DER FLÜCHTLING AUS CHICAGO schafft es praktisch mühelos, sich durch die verschiedenen Genres zu bewegen, hier ein wenig Gerichtsdrama, dort etwas Thriller, einen kleinen Hauch von Sportfilm. Der Beginn beim Straßenbau könnte problemlos von William Wellman sein, das Leben der kleinen Leute und der Arbeiter während der Depression. Doch sobald Michael in Deutschland ankommt wechselt der Ton, fällt mir als Vergleich eher Harry Piels DER HERR DER WELT aus dem gleichen Jahr ein, wo ein Ingenieur und ein Regisseur ihrer Fantasie freien Lauf lassen, um Arbeiter freier und glücklicher zu machen. DER FLÜCHTLING AUS CHICAGO fängt ähnlich an, wenn Ingenieur Michael Ideen entwickeln muss, um die Manager in der Firma auf seine Seite zu ziehen und das Werk zu retten. Kein Ausverkauf an eine fremde Unternehmergruppe, keine Massenentlassungen – Hier wird unternehmerische Verantwortung noch groß geschrieben, aber im Gegensatz zu Piels überbordender Fantasterei ist der vorliegende Film sehr ernst gemeint, sind die Figuren dabei auch sehr sympathisch, und gerade dadurch kommt bei Michaels Wettlauf gegen den drohenden Verkauf tatsächlich viel Spannung auf. Mühelos fiebert man mit Michael und Steffi mit, und wünscht auch den zarten Liebesbanden alles Glück dieser Welt. Und plötzlich der Schock: Der echte Werner steht da, und in seinem Blick ist nur Verderben und Untergang.
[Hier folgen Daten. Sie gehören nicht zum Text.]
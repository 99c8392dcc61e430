use std::path::PathBuf;

use anyhow::{Context, Result};
use clap::Args;
use radioflux_core::radiomap::RadioMap;
use radioflux_core::resolve::{BeamSource, ConstructionMode};

use crate::output::{card_line, format_g, Styles};

#[derive(Args)]
pub struct InfoArgs {
    /// Input FITS file
    pub file: PathBuf,

    /// Also print every primary header card
    #[arg(long)]
    pub header: bool,
}

pub fn run(args: &InfoArgs, mode: ConstructionMode) -> Result<()> {
    let map = RadioMap::open(&args.file, mode)
        .with_context(|| format!("Failed to build map from {}", args.file.display()))?;
    let s = Styles::new();

    let (rows, cols) = map.plane_shape();
    let beam = map.beam();
    let source = match beam.source {
        BeamSource::Keywords(major, minor) => format!("{major}/{minor}"),
        BeamSource::History => "HISTORY".to_string(),
    };

    let scale = map.pixel_scale();

    println!("{}", s.title.apply_to(args.file.display()));
    if let Some(object) = map.header().get_str("OBJECT") {
        println!("  {:<14}{}", s.label.apply_to("Object"), object);
    }
    println!("  {:<14}{}", s.label.apply_to("Units"), map.units().unwrap_or("unknown"));
    println!("  {:<14}{}x{}", s.label.apply_to("Plane size"), cols, rows);
    println!(
        "  {:<14}{} x {} arcsec",
        s.label.apply_to("Pixel size"),
        format_g(scale.cd1().abs() * 3600.0),
        format_g(scale.cd2().abs() * 3600.0)
    );
    println!(
        "  {:<14}{} x {} deg ({})",
        s.label.apply_to("Beam"),
        beam.major_deg,
        beam.minor_deg,
        source
    );
    println!(
        "  {:<14}{:.4} x {:.4} pixels",
        s.label.apply_to("Beam (pix)"),
        map.beam_major_pixels(),
        map.beam_minor_pixels()
    );
    println!(
        "  {:<14}{:.4} pixels",
        s.label.apply_to("Beam area"),
        s.value.apply_to(map.beam_area_pixels())
    );
    println!("  {:<14}{}", s.label.apply_to("Cube"), map.is_cube());
    println!("  {:<14}{}", s.label.apply_to("Channels"), map.channel_count());
    for (i, frequency) in map.frequencies().iter().enumerate() {
        let text = if *frequency == 0.0 {
            "unknown".to_string()
        } else {
            format!("{} Hz", format_g(*frequency))
        };
        println!("    {:>4}  {}", i, text);
    }

    if args.header {
        println!();
        for card in map.header().cards() {
            println!("{}", card_line(card));
        }
    }

    Ok(())
}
Bist Du begnadigt?“ „Nein, ich bin tot.

Hubert von Meyerinck, der heutzutage in erster Linie als grotesk-komischer Chef von Scotland Yard aus den späten Edgar Wallace-Filmen bekannt ist, zieht hier komplett vom Leder und zeigt seine großartige Schauspielkunst. Ist er zu Beginn in Chicago noch einigermaßen sympathisch, trotzdem er das Zimmermädchen ziemlich rüde behandelt, so ist spätestens nach der Ankunft in Deutschland Schluss mit lustig und er entpuppt sich als ein waschechtes Schwein. Eiskalter Blick, üble Manieren, ein Leben zwischen Alkohol, gestohlenem Luxus und Überheblichkeit, und der rechtschaffene Michael ist diesem Typen restlos ausgeliefert. Regisseur Johannes Meyer erschafft scheinbar problemlos lebendige und ansprechende Figuren, die beim Zuschauer Emotionen erwecken, Sympathie und Antipathie erzeugen, nur um dann genauso einfach den Duktus der Story zu wechseln, mal eben eine zarte und fast märchenhafte Romanze in einer verschneiten Jagdhütte zu zaubern, und dann schnell wieder zurückzuschalten in das harte Gangsterleben. Eine Achterbahnfahrt der Gefühle, der Genres und der Spannungskurve, immer aufregend und immer fesselnd. Ein Wirtschaftskrimi, ohne den propagandistischen Ton von Arthur Maria Rabenalts 1939er Flick FLUCHT INS DUNKEL, dafür aber mit Ideen, die in Robert Siodmaks starkem ZEUGE GESUCHT von 1944 wieder auftauchen werden. Ein großartiger Film, der längst wiederentdeckt gehört!

8/10
Der Sieg des Kapitalismus ist die endgültige Niederlage des Lebens.